'Tis the Season
I'm writing this during the final night of my family's 2nd annual Thanksgiving Beach Trip. I'm a nostalgic person, by nature. When I was younger, leaving the beach seemed like the saddest thing in the world to me. I would take home buckets filled with tiny bits of sand and seashells, hoping those mementoes would somehow make it easier to say goodbye.
I'm not much different now, although I've since realized the practicalities of taking home beach sand aren't exactly realistic.
I often catch myself feeling the premature sadness of impending endings, and try to stop those feelings in their tracks before they ruin a joyful present moment. I try.
This year, I've got three of my second cousins running around with us. I grew up with a tight-knit crew of cousins, and now some of them have kids and families of their own.

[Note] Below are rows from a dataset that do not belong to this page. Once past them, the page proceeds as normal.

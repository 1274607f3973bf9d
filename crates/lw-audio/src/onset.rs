use crate::goertzel::NUM_BANDS;

/// Per-hop onset frame: flux, normalised novelty, percussion splits.
#[derive(Clone, Copy, Default)]
pub struct OnsetFrame {
    /// Half-wave-rectified spectral flux [0.0, 1.0].
    pub flux: f32,
    /// Flux normalised by a running follower [0.0, 1.0].
    pub novelty: f32,
    /// Mid-band percussion energy [0.0, 1.0].
    pub snare_energy: f32,
    /// Top-band percussion energy [0.0, 1.0].
    pub hihat_energy: f32,
    /// One-hop snare trigger.
    pub snare_trigger: bool,
    /// One-hop hihat trigger.
    pub hihat_trigger: bool,
}

/// Détection d'onset par flux spectral sur les bandes per-hop.
///
/// Seuil adaptatif (moyenne glissante du flux) et cooldown par trigger,
/// pour éviter l'effet mitraillette sur les roulements.
///
/// # Example
/// ```
/// use lw_audio::onset::OnsetDetector;
/// let detector = OnsetDetector::new(100.0);
/// ```
pub struct OnsetDetector {
    prev_bands: [f32; NUM_BANDS],
    primed: bool,
    /// Running average of flux for the adaptive threshold.
    flux_avg: f32,
    /// Max follower used to normalise novelty.
    flux_peak: f32,
    snare_env: f32,
    hihat_env: f32,
    hop_count: u64,
    last_snare_hop: u64,
    last_hihat_hop: u64,
    /// Minimum hops between triggers.
    cooldown: u64,
}

impl OnsetDetector {
    /// Build for a hop rate in Hz; the trigger cooldown is ~80 ms.
    #[must_use]
    pub fn new(hop_rate: f32) -> Self {
        Self {
            prev_bands: [0.0; NUM_BANDS],
            primed: false,
            flux_avg: 0.0,
            flux_peak: 1e-3,
            snare_env: 0.0,
            hihat_env: 0.0,
            hop_count: 0,
            last_snare_hop: 0,
            last_hihat_hop: 0,
            cooldown: ((hop_rate * 0.08) as u64).max(1),
        }
    }

    /// Process one hop of light band magnitudes.
    pub fn process(&mut self, bands: &[f32; NUM_BANDS]) -> OnsetFrame {
        self.hop_count += 1;

        // Half-wave-rectified flux, bass bands weighted double.
        let mut flux = 0.0f32;
        let mut snare_flux = 0.0f32;
        let mut hihat_flux = 0.0f32;
        if self.primed {
            for (i, (&cur, &prev)) in bands.iter().zip(self.prev_bands.iter()).enumerate() {
                let diff = (cur - prev).max(0.0);
                flux += if i < 2 { diff * 2.0 } else { diff };
                if (3..6).contains(&i) {
                    snare_flux += diff;
                }
                if i >= 6 {
                    hihat_flux += diff;
                }
            }
        }
        self.prev_bands = *bands;
        self.primed = true;
        let flux = (flux / NUM_BANDS as f32).min(1.0);

        // Novelty: flux against its own running peak.
        self.flux_peak = (self.flux_peak * 0.999).max(flux).max(1e-3);
        let novelty = (flux / self.flux_peak).clamp(0.0, 1.0);

        // Adaptive threshold over the running flux average.
        self.flux_avg = self.flux_avg * 0.93 + flux * 0.07;
        let threshold = self.flux_avg * 1.5 + 0.005;

        // Percussion envelopes: fast attack, exponential release.
        let snare_in = (snare_flux * 2.0).min(1.0);
        let hihat_in = (hihat_flux * 2.0).min(1.0);
        self.snare_env = if snare_in > self.snare_env {
            snare_in
        } else {
            self.snare_env * 0.85
        };
        self.hihat_env = if hihat_in > self.hihat_env {
            hihat_in
        } else {
            self.hihat_env * 0.80
        };

        let snare_trigger = snare_in > threshold
            && self.hop_count - self.last_snare_hop > self.cooldown;
        if snare_trigger {
            self.last_snare_hop = self.hop_count;
        }
        let hihat_trigger = hihat_in > threshold
            && self.hop_count - self.last_hihat_hop > self.cooldown;
        if hihat_trigger {
            self.last_hihat_hop = self.hop_count;
        }

        OnsetFrame {
            flux,
            novelty,
            snare_energy: self.snare_env,
            hihat_energy: self.hihat_env,
            snare_trigger,
            hihat_trigger,
        }
    }
}

#[cfg(test)]
mod tests {
    use super::*;

    #[test]
    fn steady_spectrum_has_no_flux() {
        let mut d = OnsetDetector::new(100.0);
        let bands = [0.4f32; NUM_BANDS];
        d.process(&bands);
        let frame = d.process(&bands);
        assert_eq!(frame.flux, 0.0);
    }

    #[test]
    fn energy_jump_produces_novelty() {
        let mut d = OnsetDetector::new(100.0);
        let quiet = [0.02f32; NUM_BANDS];
        for _ in 0..20 {
            d.process(&quiet);
        }
        let loud = [0.6f32; NUM_BANDS];
        let frame = d.process(&loud);
        assert!(frame.flux > 0.0);
        assert!(frame.novelty > 0.5);
    }

    #[test]
    fn triggers_respect_cooldown() {
        let mut d = OnsetDetector::new(100.0);
        let quiet = [0.0f32; NUM_BANDS];
        let mut hit = [0.0f32; NUM_BANDS];
        hit[4] = 0.8;
        hit[7] = 0.8;

        for _ in 0..10 {
            d.process(&quiet);
        }
        let first = d.process(&hit);
        assert!(first.snare_trigger);
        // Immediate re-hit is inside the cooldown window.
        d.process(&quiet);
        let second = d.process(&hit);
        assert!(!second.snare_trigger);
    }
}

It's not lost on me, the growing of another generation. I know how we must seem to them, because not so long ago I was in their position: Growing up into a legacy, traditions, a family I'm still learning more and more about day by day.

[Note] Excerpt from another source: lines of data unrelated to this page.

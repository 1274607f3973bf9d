use serde::Deserialize;

use crate::api::Api;
use crate::dto::{SetEffectBody, TransitionDto};
use crate::envelope::ApiResponse;

/// Messages WebSocket entrants, étiquetés par `type`. Miroir du REST —
/// même validation, même enveloppe de réponse.
#[derive(Debug, Deserialize)]
#[serde(tag = "type")]
pub enum WsRequest {
    /// Select an effect.
    #[serde(rename = "effect.set")]
    EffectSet {
        /// Target effect id.
        id: u8,
        /// Optional cross-fade.
        #[serde(default)]
        transition: Option<TransitionDto>,
    },
    /// Select the active palette.
    #[serde(rename = "palette.set")]
    PaletteSet {
        /// Palette id.
        id: u8,
    },
    /// Set one effect parameter.
    #[serde(rename = "param.set")]
    ParamSet {
        /// Owning effect id.
        effect_id: u8,
        /// Parameter name.
        name: String,
        /// New value.
        value: serde_json::Value,
    },
    /// Re-scan the plugin directory.
    #[serde(rename = "plugins.reload")]
    PluginsReload,
    /// Start receiving `ledStream.frame` binary pushes.
    #[serde(rename = "ledStream.subscribe")]
    LedStreamSubscribe,
    /// Stop receiving the LED stream.
    #[serde(rename = "ledStream.unsubscribe")]
    LedStreamUnsubscribe,
}

/// Dispatch one parsed WebSocket request to the service.
#[must_use]
pub fn handle(api: &Api, req: WsRequest) -> ApiResponse {
    match req {
        WsRequest::EffectSet { id, transition } => {
            api.set_current_effect(&SetEffectBody { id, transition })
        }
        WsRequest::PaletteSet { id } => api.set_palette(id),
        WsRequest::ParamSet {
            effect_id,
            name,
            value,
        } => api.set_effect_param(effect_id, &name, &value),
        WsRequest::PluginsReload => api.plugins_reload(),
        WsRequest::LedStreamSubscribe => api.stream_subscription(true),
        WsRequest::LedStreamUnsubscribe => api.stream_subscription(false),
    }
}

#[cfg(test)]
mod tests {
    use super::*;

    #[test]
    fn requests_parse_by_type_tag() {
        let req: WsRequest = serde_json::from_str(
            r#"{ "type": "effect.set", "id": 3, "transition": { "duration_ms": 250, "curve_id": 2 } }"#,
        )
        .unwrap();
        assert!(matches!(req, WsRequest::EffectSet { id: 3, .. }));

        let req: WsRequest =
            serde_json::from_str(r#"{ "type": "ledStream.subscribe" }"#).unwrap();
        assert!(matches!(req, WsRequest::LedStreamSubscribe));

        let req: WsRequest = serde_json::from_str(
            r#"{ "type": "param.set", "effect_id": 1, "name": "gain", "value": 2.0 }"#,
        )
        .unwrap();
        assert!(matches!(req, WsRequest::ParamSet { .. }));
    }

    #[test]
    fn unknown_type_fails_to_parse() {
        let r: Result<WsRequest, _> = serde_json::from_str(r#"{ "type": "nope" }"#);
        assert!(r.is_err());
    }
}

I want to tell them every piece of it that still rests inside of me. Not just to the little ones, but the others who have joined our family over the years. I want them to know every inside joke and story and saying and tradition as well as I do, fit all of it in. To understand us, maybe, or just because it's important for them to know.

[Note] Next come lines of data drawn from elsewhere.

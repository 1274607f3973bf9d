use thiserror::Error;

/// Errors originating from the audio pipeline.
#[derive(Error, Debug)]
pub enum AudioError {
    /// The sample source cannot be opened.
    #[error("source audio indisponible : {0}")]
    SourceUnavailable(String),

    /// Invalid analysis configuration.
    #[error("configuration d'analyse invalide : {0}")]
    BadConfig(String),

    /// The analysis thread could not be spawned.
    #[error("spawn du thread audio impossible : {0}")]
    Spawn(#[from] std::io::Error),
}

With the new little ones, I wonder what stories they'll hear over, and over, and over through the years. I worry about the stories that will get lost and forgotten along the way.
I think about the stories I know about the family members I never got to even meet, like how Bobby Sid used to float on his back in the ocean and take the kids to church on Sundays. Or the millions of stories I've heard from my mom and her siblings about their RV trip out west. All of the things I know about the things happening before I was born; the legends of my family passed down from generation to generation.
I want to teach the kids the song we used to sing to 'summon' big waves for bodysurfing. I want them to know about the green light, and the time we danced around it as an apology to Uncle Greg. I want to impress on them the reasons why these beach trips are so important to us all, why our family is so close, and why that's so important to keep fighting for as the years go by.
If I'm being honest, that's what I wonder and worry about the most.
Our little family is growing. There's a lot of names for my littlest cousins to learn, and there will only be more and more and more. I want to watch them grow up and stay closer than just yearly family reunions.
I wonder, sometimes, how often we'll be able to do this. How much longer can we fit into one house, under one roof, in one living room?
When you're younger, and attending family reunions, it's disorienting when elderly people you don't recognize pinch your cheeks and remark on how much you've grown since last year. Now, I'm starting to understand it. When I'm that age, and my cousins are all grandparents or great-grandparents, I'll be pinching each new generations' faces with the same tenderness and love, and maybe the same sadness.
As I find myself drifting into nostalgia, I (once again) strive to ground myself in the present.
'Tis the season to be grateful for what's in front of you, even if it's only here for this season.
Even if, one day, we do outgrow beach trips (and I hope that day is far, far away). Even if, one day, we're brought together only by yearly family reunions. For now, I am tremendously grateful for my tight-knit, fight for each other family.
Yesterday, a friend remarked how incredible it was that so many family members were able to stay on the beach trip for the entire Thanksgiving week. In contrast, she said, it was a struggle to convince parts of her family to stay for the entire Thanksgiving day.
As much as I have taken this family for granted in my life, it is the thing I am most thankful for. I am thankful for the inside jokes and shared stories. As for one of my silly stories, I'll pass it on to you:
When my cousins and I were younger (and to be honest, still now), we loved to body surf and boogie board in the ocean. Problems arose when the water was too calm for us to play in, and so we had to invent a way to make bigger waves.
As one does when you're ~8 years old, we invented a song to entice bigger waves to the shore. It goes...
Oh cometh, ye mighty wave-eths Raise your waters to the sky (to the sky) Oh cometh, ye mighty wave-eths Rah, rah, rah!
Thank you for letting me pass a piece of my childhood history on to you. I hope that, whatever your family looks like, you can find things to be thankful for this holiday season.